Segment Start: SOURCE MATERIAL
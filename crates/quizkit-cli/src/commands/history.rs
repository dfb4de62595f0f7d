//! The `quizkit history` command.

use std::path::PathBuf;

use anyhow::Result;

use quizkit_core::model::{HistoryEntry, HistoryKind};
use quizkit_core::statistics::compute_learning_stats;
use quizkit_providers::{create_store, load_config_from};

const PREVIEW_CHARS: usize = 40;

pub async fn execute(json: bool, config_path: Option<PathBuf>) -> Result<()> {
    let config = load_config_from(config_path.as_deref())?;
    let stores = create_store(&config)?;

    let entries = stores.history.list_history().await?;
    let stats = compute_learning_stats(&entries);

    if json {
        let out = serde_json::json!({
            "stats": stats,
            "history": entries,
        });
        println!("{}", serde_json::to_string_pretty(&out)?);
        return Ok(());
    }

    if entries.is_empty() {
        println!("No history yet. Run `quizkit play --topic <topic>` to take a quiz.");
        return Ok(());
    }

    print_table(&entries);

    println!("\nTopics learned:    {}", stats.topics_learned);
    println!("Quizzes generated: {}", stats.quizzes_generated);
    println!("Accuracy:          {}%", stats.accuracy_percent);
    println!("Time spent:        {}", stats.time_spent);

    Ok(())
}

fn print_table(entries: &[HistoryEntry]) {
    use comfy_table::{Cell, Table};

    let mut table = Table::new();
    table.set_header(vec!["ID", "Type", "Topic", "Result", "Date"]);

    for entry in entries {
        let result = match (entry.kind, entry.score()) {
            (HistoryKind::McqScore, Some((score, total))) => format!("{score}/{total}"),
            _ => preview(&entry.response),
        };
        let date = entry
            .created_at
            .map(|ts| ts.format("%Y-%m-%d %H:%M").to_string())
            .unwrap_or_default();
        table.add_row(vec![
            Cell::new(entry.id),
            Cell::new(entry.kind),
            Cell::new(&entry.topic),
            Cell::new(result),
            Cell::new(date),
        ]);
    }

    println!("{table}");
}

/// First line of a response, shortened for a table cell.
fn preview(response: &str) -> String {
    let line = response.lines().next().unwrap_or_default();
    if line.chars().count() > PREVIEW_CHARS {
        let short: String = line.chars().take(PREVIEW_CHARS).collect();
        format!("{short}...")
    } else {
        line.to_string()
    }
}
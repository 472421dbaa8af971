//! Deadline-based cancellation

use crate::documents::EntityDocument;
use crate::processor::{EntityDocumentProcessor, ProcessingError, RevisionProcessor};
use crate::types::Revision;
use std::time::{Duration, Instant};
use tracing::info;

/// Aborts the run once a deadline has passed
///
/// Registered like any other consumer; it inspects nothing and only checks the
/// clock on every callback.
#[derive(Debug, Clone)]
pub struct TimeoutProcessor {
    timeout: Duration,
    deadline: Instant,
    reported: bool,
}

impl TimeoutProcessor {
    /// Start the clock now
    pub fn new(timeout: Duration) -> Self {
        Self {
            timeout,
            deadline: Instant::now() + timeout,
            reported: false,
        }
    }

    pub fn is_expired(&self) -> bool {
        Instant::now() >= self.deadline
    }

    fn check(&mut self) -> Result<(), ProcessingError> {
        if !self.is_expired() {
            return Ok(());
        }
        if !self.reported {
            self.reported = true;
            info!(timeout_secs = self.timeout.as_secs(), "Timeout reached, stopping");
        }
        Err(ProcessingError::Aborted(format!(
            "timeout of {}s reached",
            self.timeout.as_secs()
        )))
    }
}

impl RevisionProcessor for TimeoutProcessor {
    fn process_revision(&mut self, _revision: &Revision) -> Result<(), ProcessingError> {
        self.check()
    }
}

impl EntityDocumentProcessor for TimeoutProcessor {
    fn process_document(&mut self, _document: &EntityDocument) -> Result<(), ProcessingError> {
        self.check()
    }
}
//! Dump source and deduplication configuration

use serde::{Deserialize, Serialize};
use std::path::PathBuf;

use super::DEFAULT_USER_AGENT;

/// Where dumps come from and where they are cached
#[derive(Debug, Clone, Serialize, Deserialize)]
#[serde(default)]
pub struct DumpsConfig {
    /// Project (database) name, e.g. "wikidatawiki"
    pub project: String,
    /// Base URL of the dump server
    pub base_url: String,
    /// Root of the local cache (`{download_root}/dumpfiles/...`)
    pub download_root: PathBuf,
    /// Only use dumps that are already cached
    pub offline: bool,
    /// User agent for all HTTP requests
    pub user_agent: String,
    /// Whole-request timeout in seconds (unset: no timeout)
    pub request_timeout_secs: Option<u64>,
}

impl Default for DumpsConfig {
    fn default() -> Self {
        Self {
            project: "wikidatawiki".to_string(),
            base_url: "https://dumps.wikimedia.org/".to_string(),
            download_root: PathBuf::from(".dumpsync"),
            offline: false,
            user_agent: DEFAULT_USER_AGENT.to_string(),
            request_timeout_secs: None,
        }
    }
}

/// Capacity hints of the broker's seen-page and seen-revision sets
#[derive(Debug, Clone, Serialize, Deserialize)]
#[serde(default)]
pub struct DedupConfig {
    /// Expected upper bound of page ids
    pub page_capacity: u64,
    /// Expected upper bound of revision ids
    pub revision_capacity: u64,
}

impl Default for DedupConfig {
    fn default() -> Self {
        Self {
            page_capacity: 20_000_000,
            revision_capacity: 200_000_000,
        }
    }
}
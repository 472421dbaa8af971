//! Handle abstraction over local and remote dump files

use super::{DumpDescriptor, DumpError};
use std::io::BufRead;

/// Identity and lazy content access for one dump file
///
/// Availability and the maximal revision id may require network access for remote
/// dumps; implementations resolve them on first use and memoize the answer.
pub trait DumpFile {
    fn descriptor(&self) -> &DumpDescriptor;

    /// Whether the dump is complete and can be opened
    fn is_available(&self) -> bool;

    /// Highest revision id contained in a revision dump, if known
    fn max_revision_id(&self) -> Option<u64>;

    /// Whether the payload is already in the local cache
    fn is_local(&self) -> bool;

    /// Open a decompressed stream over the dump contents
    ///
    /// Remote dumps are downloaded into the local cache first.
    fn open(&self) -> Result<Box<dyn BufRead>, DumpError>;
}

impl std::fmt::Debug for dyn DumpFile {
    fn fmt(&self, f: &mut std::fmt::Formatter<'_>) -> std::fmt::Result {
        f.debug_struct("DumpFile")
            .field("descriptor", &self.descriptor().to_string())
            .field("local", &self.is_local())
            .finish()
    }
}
Segment End: SOURCE MATERIAL
** WHAT YOU WILL DO **
Please write out the data again exactly as it stands.

** RESPONSE TO THE TASK **
filename crates/quizkit-cli/src/commands/history.rs
repository dfb4de62595f0f7d
//! The `quizkit history` command.

use std::path::PathBuf;

use anyhow::Result;

use quizkit_core::model::{HistoryEntry, HistoryKind};
use quizkit_core::statistics::compute_learning_stats;
use quizkit_providers::{create_store, load_config_from};

const PREVIEW_CHARS: usize = 40;

pub async fn execute(json: bool, config_path: Option<PathBuf>) -> Result<()> {
    let config = load_config_from(config_path.as_deref())?;
    let stores = create_store(&config)?;

    let entries = stores.history.list_history().await?;
    let stats = compute_learning_stats(&entries);

    if json {
        let out = serde_json::json!({
            "stats": stats,
            "history": entries,
        });
        println!("{}", serde_json::to_string_pretty(&out)?);
        return Ok(());
    }

    if entries.is_empty() {
        println!("No history yet. Run `quizkit play --topic <topic>` to take a quiz.");
        return Ok(());
    }

    print_table(&entries);

    println!("\nTopics learned:    {}", stats.topics_learned);
    println!("Quizzes generated: {}", stats.quizzes_generated);
    println!("Accuracy:          {}%", stats.accuracy_percent);
    println!("Time spent:        {}", stats.time_spent);

    Ok(())
}

fn print_table(entries: &[HistoryEntry]) {
    use comfy_table::{Cell, Table};

    let mut table = Table::new();
    table.set_header(vec!["ID", "Type", "Topic", "Result", "Date"]);

    for entry in entries {
        let result = match (entry.kind, entry.score()) {
            (HistoryKind::McqScore, Some((score, total))) => format!("{score}/{total}"),
            _ => preview(&entry.response),
        };
        let date = entry
            .created_at
            .map(|ts| ts.format("%Y-%m-%d %H:%M").to_string())
            .unwrap_or_default();
        table.add_row(vec![
            Cell::new(entry.id),
            Cell::new(entry.kind),
            Cell::new(&entry.topic),
            Cell::new(result),
            Cell::new(date),
        ]);
    }

    println!("{table}");
}

/// First line of a response, shortened for a table cell.
fn preview(response: &str) -> String {
    let line = response.lines().next().unwrap_or_default();
    if line.chars().count() > PREVIEW_CHARS {
        let short: String = line.chars().take(PREVIEW_CHARS).collect();
        format!("{short}...")
    } else {
        line.to_string()
    }
}
repository 472421dbaa8af971
//! Deadline-based cancellation

use crate::documents::EntityDocument;
use crate::processor::{EntityDocumentProcessor, ProcessingError, RevisionProcessor};
use crate::types::Revision;
use std::time::{Duration, Instant};
use tracing::info;

/// Aborts the run once a deadline has passed
///
/// Registered like any other consumer; it inspects nothing and only checks the
/// clock on every callback.
#[derive(Debug, Clone)]
pub struct TimeoutProcessor {
    timeout: Duration,
    deadline: Instant,
    reported: bool,
}

impl TimeoutProcessor {
    /// Start the clock now
    pub fn new(timeout: Duration) -> Self {
        Self {
            timeout,
            deadline: Instant::now() + timeout,
            reported: false,
        }
    }

    pub fn is_expired(&self) -> bool {
        Instant::now() >= self.deadline
    }

    fn check(&mut self) -> Result<(), ProcessingError> {
        if !self.is_expired() {
            return Ok(());
        }
        if !self.reported {
            self.reported = true;
            info!(timeout_secs = self.timeout.as_secs(), "Timeout reached, stopping");
        }
        Err(ProcessingError::Aborted(format!(
            "timeout of {}s reached",
            self.timeout.as_secs()
        )))
    }
}

impl RevisionProcessor for TimeoutProcessor {
    fn process_revision(&mut self, _revision: &Revision) -> Result<(), ProcessingError> {
        self.check()
    }
}

impl EntityDocumentProcessor for TimeoutProcessor {
    fn process_document(&mut self, _document: &EntityDocument) -> Result<(), ProcessingError> {
        self.check()
    }
}
//! Dump source and deduplication configuration

use serde::{Deserialize, Serialize};
use std::path::PathBuf;

use super::DEFAULT_USER_AGENT;

/// Where dumps come from and where they are cached
#[derive(Debug, Clone, Serialize, Deserialize)]
#[serde(default)]
pub struct DumpsConfig {
    /// Project (database) name, e.g. "wikidatawiki"
    pub project: String,
    /// Base URL of the dump server
    pub base_url: String,
    /// Root of the local cache (`{download_root}/dumpfiles/...`)
    pub download_root: PathBuf,
    /// Only use dumps that are already cached
    pub offline: bool,
    /// User agent for all HTTP requests
    pub user_agent: String,
    /// Whole-request timeout in seconds (unset: no timeout)
    pub request_timeout_secs: Option<u64>,
}

impl Default for DumpsConfig {
    fn default() -> Self {
        Self {
            project: "wikidatawiki".to_string(),
            base_url: "https://dumps.wikimedia.org/".to_string(),
            download_root: PathBuf::from(".dumpsync"),
            offline: false,
            user_agent: DEFAULT_USER_AGENT.to_string(),
            request_timeout_secs: None,
        }
    }
}

/// Capacity hints of the broker's seen-page and seen-revision sets
#[derive(Debug, Clone, Serialize, Deserialize)]
#[serde(default)]
pub struct DedupConfig {
    /// Expected upper bound of page ids
    pub page_capacity: u64,
    /// Expected upper bound of revision ids
    pub revision_capacity: u64,
}

impl Default for DedupConfig {
    fn default() -> Self {
        Self {
            page_capacity: 20_000_000,
            revision_capacity: 200_000_000,
        }
    }
}
repository 472421dbaa8af971
//! Handle abstraction over local and remote dump files

use super::{DumpDescriptor, DumpError};
use std::io::BufRead;

/// Identity and lazy content access for one dump file
///
/// Availability and the maximal revision id may require network access for remote
/// dumps; implementations resolve them on first use and memoize the answer.
pub trait DumpFile {
    fn descriptor(&self) -> &DumpDescriptor;

    /// Whether the dump is complete and can be opened
    fn is_available(&self) -> bool;

    /// Highest revision id contained in a revision dump, if known
    fn max_revision_id(&self) -> Option<u64>;

    /// Whether the payload is already in the local cache
    fn is_local(&self) -> bool;

    /// Open a decompressed stream over the dump contents
    ///
    /// Remote dumps are downloaded into the local cache first.
    fn open(&self) -> Result<Box<dyn BufRead>, DumpError>;
}

impl std::fmt::Debug for dyn DumpFile {
    fn fmt(&self, f: &mut std::fmt::Formatter<'_>) -> std::fmt::Result {
        f.debug_struct("DumpFile")
            .field("descriptor", &self.descriptor().to_string())
            .field("local", &self.is_local())
            .finish()
    }
}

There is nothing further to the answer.